Externalités positives : caractérise le fait qu'un agent économique crée, par son activité, un effet externe en procurant à autrui, sans contrepartie monétaire, une utilité ou un avantage de façon gratuite.

Retenue : les installations ou ouvrages permettant de stocker l’eau (réserve, stockage d’eau, plan d’eau, étang, retenue collinaire, retenue de substitution) quel que soit leur mode d’alimentation (par un cours d’eau, une nappe, par une résurgence karstique ou par ruissellement) et quelle que soit leur finalité (agricole, soutien à l’étiage, eau potable, maintien de la sécurité des personnes, autres usages économiques). (Guide juridique construction de retenues de 2011)

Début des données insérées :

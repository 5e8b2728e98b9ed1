//! Error types for the IndieAuth client
//!
//! Internal operations return [`Result`], an `anyhow` alias carrying
//! [`IndieAuthError`] variants. The callback path never surfaces these to
//! callers: it folds them into an
//! [`AuthResult`](crate::auth::result::AuthResult) instead.

use thiserror::Error;

/// Main error type for IndieAuth client operations
#[derive(Error, Debug)]
pub enum IndieAuthError {
    /// Configuration-related errors
    #[error("Configuration error: {0}")]
    Config(String),

    /// Endpoint discovery errors
    #[error("Discovery error: {0}")]
    Discovery(String),

    /// Session storage errors (missing or corrupt entries)
    #[error("Session error: {0}")]
    Session(String),

    /// The user identifier could not be turned into a URL
    #[error("Invalid identifier: {0}")]
    InvalidIdentifier(String),

    /// IO errors
    #[error("IO error: {0}")]
    Io(#[from] std::io::Error),

    /// JSON serialization/deserialization errors
    #[error("Serialization error: {0}")]
    Serialization(#[from] serde_json::Error),

    /// YAML parsing errors
    #[error("YAML error: {0}")]
    Yaml(#[from] serde_yaml::Error),

    /// HTTP request errors
    #[error("HTTP error: {0}")]
    Http(#[from] reqwest::Error),

    /// URL parsing errors
    #[error("URL error: {0}")]
    UrlParse(#[from] url::ParseError),
}

/// Result type alias for IndieAuth client operations
///
/// Uses `anyhow::Error` so call sites can attach context while still
/// downcasting to [`IndieAuthError`] when they need to branch on the kind.
pub type Result<T> = anyhow::Result<T>;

Retenue de substitution : ouvrage artificiel permettant de substituer des volumes prélevés en période de basses eaux par des volumes prélevés en période de hautes eaux. Les retenues de substitution permettent de stocker l’eau par des prélèvements anticipés ne mettant pas en péril les équilibres hydrologiques, elles viennent en remplacement de prélèvements existants. (Guide juridique construction de retenues de 2011- Expertise collective Impact cumulé des retenues d’eau sur le milieu aquatique)

Transfert de substitution : ouvrage artificiel permettant de substituer les volumes prélevés à l’étiage dans une ressource en déséquilibre par des volumes prélevés dans une autre ressource non déficitaire.